(Beginning of Study material)
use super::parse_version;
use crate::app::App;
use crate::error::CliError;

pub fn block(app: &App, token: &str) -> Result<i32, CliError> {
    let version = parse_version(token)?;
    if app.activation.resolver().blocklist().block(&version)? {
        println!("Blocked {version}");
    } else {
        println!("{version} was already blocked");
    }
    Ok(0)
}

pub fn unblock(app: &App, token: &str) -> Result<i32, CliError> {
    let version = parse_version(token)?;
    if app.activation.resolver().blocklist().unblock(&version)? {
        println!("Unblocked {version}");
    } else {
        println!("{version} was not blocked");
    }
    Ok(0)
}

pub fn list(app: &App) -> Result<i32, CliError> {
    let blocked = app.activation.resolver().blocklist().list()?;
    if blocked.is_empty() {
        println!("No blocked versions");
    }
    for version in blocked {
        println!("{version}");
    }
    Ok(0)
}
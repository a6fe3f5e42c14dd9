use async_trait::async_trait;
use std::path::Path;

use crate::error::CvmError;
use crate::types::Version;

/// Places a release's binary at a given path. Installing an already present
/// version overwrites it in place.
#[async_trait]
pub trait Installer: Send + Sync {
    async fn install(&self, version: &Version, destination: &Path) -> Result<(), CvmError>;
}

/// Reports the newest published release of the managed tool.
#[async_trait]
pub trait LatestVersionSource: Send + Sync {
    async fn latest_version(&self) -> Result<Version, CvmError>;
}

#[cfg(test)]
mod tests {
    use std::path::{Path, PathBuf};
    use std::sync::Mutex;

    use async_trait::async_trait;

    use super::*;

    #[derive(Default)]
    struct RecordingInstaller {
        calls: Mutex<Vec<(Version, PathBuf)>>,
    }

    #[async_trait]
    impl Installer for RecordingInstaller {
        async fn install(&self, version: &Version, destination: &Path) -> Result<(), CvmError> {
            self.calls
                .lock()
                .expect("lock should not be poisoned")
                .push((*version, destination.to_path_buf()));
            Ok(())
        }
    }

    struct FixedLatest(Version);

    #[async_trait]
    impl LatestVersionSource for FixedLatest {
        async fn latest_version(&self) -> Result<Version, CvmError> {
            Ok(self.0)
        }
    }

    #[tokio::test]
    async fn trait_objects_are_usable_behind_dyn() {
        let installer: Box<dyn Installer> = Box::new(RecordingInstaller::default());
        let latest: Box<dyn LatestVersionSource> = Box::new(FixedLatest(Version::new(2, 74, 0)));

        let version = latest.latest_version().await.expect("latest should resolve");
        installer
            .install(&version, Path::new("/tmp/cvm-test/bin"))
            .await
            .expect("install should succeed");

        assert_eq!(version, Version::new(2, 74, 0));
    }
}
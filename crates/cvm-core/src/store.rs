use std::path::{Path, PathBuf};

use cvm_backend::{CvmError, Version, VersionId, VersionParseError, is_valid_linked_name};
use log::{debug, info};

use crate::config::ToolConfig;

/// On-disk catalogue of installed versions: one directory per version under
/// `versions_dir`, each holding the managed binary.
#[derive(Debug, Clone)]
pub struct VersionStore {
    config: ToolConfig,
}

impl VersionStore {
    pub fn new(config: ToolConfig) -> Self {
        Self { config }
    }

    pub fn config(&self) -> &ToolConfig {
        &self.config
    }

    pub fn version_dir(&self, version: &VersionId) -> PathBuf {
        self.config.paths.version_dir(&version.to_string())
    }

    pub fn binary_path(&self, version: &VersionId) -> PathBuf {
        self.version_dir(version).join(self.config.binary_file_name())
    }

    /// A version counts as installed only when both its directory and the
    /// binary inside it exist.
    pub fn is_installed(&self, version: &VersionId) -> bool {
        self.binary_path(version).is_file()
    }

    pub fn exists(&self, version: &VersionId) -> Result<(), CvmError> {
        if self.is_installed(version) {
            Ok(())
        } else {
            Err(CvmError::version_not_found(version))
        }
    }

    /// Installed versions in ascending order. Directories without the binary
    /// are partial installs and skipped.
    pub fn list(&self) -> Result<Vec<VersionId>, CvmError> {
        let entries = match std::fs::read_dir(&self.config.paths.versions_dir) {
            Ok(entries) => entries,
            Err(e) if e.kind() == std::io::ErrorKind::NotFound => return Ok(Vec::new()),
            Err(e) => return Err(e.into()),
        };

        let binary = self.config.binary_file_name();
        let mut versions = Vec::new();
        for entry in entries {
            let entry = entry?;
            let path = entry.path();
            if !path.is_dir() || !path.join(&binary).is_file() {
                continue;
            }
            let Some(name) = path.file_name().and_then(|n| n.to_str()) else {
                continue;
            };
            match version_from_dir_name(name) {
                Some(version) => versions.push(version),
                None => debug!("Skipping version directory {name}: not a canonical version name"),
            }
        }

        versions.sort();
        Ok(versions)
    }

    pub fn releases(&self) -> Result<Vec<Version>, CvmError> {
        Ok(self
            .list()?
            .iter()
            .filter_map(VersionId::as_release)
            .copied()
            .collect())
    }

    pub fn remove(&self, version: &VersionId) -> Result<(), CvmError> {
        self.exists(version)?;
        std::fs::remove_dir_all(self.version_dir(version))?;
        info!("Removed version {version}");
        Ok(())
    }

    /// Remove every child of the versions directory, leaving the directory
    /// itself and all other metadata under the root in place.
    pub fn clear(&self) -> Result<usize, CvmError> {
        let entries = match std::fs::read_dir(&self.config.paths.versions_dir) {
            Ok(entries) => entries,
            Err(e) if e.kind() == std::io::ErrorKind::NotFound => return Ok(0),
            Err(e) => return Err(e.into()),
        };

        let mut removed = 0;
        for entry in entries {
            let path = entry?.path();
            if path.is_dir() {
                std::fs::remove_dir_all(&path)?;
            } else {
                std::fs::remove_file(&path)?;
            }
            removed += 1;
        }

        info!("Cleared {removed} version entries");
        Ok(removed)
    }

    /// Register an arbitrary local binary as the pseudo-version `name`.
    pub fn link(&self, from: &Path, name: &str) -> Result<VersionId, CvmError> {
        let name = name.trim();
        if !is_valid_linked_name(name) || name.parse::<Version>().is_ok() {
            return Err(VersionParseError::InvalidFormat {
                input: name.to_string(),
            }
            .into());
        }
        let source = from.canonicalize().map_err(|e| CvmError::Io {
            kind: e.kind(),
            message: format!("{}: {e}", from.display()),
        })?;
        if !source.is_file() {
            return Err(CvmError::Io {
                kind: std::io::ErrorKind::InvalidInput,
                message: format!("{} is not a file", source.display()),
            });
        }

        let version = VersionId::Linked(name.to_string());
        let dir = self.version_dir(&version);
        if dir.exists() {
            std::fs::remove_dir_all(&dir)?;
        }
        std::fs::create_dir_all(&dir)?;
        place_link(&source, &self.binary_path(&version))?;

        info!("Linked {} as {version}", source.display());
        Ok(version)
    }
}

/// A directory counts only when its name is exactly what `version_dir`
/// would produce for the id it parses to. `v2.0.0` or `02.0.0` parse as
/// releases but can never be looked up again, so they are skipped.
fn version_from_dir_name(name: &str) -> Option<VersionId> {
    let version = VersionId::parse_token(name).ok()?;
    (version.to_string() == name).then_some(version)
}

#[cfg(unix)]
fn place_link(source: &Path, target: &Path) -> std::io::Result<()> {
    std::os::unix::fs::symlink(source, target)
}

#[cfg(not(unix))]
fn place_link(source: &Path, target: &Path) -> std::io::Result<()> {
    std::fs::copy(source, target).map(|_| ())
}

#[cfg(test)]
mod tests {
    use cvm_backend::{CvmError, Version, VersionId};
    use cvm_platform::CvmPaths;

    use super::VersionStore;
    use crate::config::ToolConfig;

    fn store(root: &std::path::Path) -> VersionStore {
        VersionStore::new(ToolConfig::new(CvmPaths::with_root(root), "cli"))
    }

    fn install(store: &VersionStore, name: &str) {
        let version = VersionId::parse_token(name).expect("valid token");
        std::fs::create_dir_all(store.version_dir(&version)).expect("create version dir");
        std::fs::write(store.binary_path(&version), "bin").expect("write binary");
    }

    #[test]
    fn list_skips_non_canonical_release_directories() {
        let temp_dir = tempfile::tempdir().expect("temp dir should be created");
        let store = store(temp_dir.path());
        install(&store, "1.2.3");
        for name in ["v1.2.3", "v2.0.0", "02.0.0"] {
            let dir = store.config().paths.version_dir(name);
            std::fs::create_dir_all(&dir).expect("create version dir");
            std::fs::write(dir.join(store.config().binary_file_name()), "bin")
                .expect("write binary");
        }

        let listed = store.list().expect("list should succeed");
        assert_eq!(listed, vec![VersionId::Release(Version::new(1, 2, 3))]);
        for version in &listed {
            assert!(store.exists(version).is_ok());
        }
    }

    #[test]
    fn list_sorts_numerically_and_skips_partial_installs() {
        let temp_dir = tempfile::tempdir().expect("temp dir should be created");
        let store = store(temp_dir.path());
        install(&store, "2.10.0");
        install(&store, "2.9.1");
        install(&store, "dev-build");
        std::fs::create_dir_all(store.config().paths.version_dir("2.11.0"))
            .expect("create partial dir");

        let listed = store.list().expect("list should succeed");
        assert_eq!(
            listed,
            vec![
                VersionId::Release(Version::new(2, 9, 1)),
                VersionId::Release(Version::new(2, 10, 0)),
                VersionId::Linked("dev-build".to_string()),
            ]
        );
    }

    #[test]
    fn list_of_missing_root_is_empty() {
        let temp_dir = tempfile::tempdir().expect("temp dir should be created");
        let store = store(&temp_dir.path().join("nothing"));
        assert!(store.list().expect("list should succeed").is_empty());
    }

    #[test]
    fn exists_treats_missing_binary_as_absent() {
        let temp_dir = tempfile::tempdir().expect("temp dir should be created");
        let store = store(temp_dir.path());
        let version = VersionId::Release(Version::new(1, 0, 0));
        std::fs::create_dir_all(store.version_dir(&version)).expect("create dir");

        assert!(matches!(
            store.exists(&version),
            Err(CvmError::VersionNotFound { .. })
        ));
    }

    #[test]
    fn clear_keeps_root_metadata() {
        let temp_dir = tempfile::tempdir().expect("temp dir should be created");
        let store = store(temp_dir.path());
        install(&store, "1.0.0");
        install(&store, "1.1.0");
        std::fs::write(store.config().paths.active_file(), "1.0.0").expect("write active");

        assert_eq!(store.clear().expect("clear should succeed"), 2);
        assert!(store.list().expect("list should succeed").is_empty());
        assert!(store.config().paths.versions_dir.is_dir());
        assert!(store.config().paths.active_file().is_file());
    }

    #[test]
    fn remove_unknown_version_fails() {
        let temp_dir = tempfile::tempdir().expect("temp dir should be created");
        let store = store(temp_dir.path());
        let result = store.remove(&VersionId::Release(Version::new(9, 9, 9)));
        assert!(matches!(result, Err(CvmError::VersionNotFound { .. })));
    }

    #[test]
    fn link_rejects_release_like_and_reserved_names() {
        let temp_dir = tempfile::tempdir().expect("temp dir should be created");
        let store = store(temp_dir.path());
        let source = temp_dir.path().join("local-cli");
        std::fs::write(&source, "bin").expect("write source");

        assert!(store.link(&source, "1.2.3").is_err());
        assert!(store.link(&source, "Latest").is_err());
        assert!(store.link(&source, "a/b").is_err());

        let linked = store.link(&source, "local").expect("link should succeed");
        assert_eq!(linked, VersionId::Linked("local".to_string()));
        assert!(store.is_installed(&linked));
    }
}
(End of Study material)
Work task » A single number is the whole answer: the tally of lines above that contain "ErrorKind".

Solution to this problem » 3